→ **YOUR INSTRUCTIONS**
Among the lines below, copy exactly those from the one with "for refresh access." through the one with "a cycle per", counting both ends.

##### SUPPLIED DATA

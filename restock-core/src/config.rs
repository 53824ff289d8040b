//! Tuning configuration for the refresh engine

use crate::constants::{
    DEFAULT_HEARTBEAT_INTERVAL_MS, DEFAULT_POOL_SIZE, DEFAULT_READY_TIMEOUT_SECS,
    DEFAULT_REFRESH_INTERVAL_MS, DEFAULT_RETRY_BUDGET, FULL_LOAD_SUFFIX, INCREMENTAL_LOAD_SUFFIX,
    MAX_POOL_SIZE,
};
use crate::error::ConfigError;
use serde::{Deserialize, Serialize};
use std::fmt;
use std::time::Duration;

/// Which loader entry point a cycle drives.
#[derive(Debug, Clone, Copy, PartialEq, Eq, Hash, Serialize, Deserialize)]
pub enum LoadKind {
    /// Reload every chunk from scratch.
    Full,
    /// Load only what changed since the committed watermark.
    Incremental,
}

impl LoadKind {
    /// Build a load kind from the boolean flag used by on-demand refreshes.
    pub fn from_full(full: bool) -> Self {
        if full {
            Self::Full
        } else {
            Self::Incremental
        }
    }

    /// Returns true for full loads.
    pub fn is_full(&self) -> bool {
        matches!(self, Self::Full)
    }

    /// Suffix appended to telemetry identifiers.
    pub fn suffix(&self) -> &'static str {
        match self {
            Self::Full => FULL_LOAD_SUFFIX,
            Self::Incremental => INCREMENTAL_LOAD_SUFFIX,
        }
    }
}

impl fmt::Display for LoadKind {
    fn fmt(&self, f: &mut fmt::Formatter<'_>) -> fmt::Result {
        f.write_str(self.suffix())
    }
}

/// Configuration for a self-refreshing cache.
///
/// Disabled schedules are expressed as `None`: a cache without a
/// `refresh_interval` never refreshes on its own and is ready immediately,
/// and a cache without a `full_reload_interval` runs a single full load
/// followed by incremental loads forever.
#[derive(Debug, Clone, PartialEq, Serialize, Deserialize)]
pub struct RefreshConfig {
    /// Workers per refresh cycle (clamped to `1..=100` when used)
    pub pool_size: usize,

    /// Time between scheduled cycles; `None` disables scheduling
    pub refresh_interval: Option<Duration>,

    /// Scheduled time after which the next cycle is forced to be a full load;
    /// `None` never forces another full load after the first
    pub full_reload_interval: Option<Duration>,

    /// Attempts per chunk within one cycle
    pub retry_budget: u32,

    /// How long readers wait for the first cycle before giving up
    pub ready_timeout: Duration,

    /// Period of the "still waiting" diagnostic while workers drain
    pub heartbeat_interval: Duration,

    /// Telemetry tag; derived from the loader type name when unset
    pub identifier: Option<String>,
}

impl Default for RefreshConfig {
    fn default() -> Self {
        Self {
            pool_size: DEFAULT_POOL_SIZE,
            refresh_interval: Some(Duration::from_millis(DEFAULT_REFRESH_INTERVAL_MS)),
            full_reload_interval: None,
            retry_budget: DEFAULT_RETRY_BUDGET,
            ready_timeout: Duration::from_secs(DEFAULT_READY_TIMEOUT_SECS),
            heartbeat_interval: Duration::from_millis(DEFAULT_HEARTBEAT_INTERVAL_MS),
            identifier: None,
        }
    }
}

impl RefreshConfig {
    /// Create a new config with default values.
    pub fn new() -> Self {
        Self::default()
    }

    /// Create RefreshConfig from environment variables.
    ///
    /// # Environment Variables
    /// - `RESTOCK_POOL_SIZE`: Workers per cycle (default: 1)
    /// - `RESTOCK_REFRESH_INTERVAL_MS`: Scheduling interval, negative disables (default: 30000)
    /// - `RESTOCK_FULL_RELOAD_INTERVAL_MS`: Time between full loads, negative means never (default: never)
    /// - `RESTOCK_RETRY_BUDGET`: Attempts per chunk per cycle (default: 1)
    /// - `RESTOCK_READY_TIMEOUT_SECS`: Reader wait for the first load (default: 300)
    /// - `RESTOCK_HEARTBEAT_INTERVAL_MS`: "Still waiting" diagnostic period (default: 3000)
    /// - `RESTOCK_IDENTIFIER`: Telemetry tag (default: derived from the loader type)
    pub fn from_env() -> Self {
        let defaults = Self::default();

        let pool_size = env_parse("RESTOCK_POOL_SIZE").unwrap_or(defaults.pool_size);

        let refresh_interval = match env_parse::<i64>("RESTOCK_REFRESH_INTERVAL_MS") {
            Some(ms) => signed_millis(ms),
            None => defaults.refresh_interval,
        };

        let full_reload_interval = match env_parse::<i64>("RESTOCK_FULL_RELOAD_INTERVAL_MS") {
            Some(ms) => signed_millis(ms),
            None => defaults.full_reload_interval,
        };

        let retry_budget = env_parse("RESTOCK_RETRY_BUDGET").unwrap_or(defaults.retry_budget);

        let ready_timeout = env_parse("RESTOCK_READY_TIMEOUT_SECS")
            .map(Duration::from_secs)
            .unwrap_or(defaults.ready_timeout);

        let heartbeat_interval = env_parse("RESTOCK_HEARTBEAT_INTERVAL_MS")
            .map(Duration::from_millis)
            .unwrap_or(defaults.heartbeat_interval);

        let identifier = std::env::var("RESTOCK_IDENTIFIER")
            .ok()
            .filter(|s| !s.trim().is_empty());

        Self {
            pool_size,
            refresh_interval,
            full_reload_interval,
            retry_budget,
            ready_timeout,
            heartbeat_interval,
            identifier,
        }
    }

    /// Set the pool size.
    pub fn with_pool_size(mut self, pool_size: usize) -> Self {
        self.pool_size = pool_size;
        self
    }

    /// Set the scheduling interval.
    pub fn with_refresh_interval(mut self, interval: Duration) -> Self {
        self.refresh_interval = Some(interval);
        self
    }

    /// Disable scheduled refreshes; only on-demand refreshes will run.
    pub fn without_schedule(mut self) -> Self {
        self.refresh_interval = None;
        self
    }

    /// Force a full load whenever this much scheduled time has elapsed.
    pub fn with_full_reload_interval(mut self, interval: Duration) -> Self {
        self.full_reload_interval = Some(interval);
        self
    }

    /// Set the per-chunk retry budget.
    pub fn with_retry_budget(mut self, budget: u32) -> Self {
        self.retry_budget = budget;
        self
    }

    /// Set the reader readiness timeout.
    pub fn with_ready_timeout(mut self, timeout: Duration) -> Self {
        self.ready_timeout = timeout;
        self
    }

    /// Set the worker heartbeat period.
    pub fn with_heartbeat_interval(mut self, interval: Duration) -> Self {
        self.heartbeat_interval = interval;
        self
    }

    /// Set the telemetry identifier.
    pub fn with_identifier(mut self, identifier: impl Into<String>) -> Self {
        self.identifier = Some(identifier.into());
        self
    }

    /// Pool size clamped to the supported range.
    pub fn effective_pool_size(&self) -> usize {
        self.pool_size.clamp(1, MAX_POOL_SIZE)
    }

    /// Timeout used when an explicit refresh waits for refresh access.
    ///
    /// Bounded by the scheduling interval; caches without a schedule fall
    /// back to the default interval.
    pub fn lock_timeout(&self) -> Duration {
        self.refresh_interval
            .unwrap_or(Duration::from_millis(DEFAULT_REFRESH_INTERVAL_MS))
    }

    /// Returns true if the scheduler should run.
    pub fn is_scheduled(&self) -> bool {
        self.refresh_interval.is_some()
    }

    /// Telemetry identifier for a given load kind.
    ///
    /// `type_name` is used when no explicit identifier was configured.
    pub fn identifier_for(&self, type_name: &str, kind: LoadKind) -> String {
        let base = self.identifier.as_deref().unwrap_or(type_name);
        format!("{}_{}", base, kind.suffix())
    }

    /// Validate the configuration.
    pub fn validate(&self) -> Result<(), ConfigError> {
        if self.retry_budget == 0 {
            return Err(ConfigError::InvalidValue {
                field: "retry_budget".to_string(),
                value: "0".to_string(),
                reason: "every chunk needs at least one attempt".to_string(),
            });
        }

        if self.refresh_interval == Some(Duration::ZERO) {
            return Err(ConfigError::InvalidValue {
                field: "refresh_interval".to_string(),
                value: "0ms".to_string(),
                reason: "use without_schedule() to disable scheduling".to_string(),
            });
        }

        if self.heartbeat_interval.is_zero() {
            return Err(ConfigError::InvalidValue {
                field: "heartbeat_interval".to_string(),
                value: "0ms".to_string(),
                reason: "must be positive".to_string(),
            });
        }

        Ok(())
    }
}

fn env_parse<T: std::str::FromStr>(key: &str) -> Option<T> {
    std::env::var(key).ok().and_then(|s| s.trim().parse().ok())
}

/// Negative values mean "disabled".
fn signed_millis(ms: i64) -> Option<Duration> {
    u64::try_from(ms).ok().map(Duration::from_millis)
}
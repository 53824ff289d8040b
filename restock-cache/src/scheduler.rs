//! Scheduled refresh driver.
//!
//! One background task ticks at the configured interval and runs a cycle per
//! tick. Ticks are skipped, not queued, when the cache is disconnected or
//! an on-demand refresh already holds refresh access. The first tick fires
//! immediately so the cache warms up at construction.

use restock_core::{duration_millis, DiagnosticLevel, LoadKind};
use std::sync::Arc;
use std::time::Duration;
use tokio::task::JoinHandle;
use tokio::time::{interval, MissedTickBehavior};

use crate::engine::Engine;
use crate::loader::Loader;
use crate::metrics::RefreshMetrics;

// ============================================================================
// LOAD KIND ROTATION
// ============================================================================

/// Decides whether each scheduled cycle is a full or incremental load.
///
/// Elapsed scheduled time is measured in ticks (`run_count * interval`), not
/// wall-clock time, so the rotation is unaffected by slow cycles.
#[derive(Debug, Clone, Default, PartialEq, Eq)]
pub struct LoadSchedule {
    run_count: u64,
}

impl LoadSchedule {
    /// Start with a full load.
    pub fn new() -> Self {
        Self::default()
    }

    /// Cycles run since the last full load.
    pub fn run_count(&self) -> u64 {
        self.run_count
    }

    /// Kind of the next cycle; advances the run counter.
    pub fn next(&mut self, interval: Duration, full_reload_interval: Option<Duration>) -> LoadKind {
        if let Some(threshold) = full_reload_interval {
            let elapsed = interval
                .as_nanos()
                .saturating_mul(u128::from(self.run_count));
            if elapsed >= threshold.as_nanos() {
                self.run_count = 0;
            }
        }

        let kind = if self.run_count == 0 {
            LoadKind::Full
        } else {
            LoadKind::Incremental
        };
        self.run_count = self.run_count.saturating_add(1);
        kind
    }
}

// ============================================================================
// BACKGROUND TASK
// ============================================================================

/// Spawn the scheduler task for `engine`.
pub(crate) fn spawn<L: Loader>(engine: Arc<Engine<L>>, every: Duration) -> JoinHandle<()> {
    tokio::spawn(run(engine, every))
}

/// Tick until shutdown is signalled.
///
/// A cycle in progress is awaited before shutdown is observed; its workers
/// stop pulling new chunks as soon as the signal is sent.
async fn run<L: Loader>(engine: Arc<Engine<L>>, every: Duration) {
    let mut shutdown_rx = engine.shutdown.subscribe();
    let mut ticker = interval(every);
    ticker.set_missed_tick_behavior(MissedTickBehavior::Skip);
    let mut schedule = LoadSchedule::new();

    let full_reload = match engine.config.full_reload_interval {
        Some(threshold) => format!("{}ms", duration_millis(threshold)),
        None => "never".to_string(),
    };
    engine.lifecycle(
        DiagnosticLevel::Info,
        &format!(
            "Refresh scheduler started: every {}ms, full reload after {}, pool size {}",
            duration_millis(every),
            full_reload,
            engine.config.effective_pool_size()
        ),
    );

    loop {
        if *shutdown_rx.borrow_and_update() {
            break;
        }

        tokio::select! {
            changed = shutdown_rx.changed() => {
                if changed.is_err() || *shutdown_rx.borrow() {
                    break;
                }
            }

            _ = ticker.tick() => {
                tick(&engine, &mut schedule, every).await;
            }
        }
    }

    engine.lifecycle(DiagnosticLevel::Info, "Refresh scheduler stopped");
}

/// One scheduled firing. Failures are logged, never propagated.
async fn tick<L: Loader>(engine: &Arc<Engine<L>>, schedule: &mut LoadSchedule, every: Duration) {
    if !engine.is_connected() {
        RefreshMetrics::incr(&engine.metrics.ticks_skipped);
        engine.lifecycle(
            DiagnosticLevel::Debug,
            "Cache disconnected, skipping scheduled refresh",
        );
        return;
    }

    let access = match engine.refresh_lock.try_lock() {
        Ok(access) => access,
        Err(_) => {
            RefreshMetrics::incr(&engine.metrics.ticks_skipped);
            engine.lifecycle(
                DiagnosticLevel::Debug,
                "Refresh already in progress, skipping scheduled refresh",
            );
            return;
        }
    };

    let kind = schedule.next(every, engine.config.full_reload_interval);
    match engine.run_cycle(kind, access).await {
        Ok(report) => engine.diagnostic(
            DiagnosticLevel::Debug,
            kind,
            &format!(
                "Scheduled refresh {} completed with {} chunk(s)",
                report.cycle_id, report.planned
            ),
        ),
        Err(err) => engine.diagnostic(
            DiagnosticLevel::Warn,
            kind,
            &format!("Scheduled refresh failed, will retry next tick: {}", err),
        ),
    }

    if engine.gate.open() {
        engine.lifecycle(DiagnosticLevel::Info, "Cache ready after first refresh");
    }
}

##########

→ **RESPONSE**
    /// Timeout used when an explicit refresh waits for refresh access.
    ///
    /// Bounded by the scheduling interval; caches without a schedule fall
    /// back to the default interval.
    pub fn lock_timeout(&self) -> Duration {
        self.refresh_interval
            .unwrap_or(Duration::from_millis(DEFAULT_REFRESH_INTERVAL_MS))
    }

    /// Returns true if the scheduler should run.
    pub fn is_scheduled(&self) -> bool {
        self.refresh_interval.is_some()
    }

    /// Telemetry identifier for a given load kind.
    ///
    /// `type_name` is used when no explicit identifier was configured.
    pub fn identifier_for(&self, type_name: &str, kind: LoadKind) -> String {
        let base = self.identifier.as_deref().unwrap_or(type_name);
        format!("{}_{}", base, kind.suffix())
    }

    /// Validate the configuration.
    pub fn validate(&self) -> Result<(), ConfigError> {
        if self.retry_budget == 0 {
            return Err(ConfigError::InvalidValue {
                field: "retry_budget".to_string(),
                value: "0".to_string(),
                reason: "every chunk needs at least one attempt".to_string(),
            });
        }

        if self.refresh_interval == Some(Duration::ZERO) {
            return Err(ConfigError::InvalidValue {
                field: "refresh_interval".to_string(),
                value: "0ms".to_string(),
                reason: "use without_schedule() to disable scheduling".to_string(),
            });
        }

        if self.heartbeat_interval.is_zero() {
            return Err(ConfigError::InvalidValue {
                field: "heartbeat_interval".to_string(),
                value: "0ms".to_string(),
                reason: "must be positive".to_string(),
            });
        }

        Ok(())
    }
}

fn env_parse<T: std::str::FromStr>(key: &str) -> Option<T> {
    std::env::var(key).ok().and_then(|s| s.trim().parse().ok())
}

/// Negative values mean "disabled".
fn signed_millis(ms: i64) -> Option<Duration> {
    u64::try_from(ms).ok().map(Duration::from_millis)
}
repository 53824ff289d8040b
filename restock-cache/src/scheduler.rs
//! Scheduled refresh driver.
//!
//! One background task ticks at the configured interval and runs a cycle per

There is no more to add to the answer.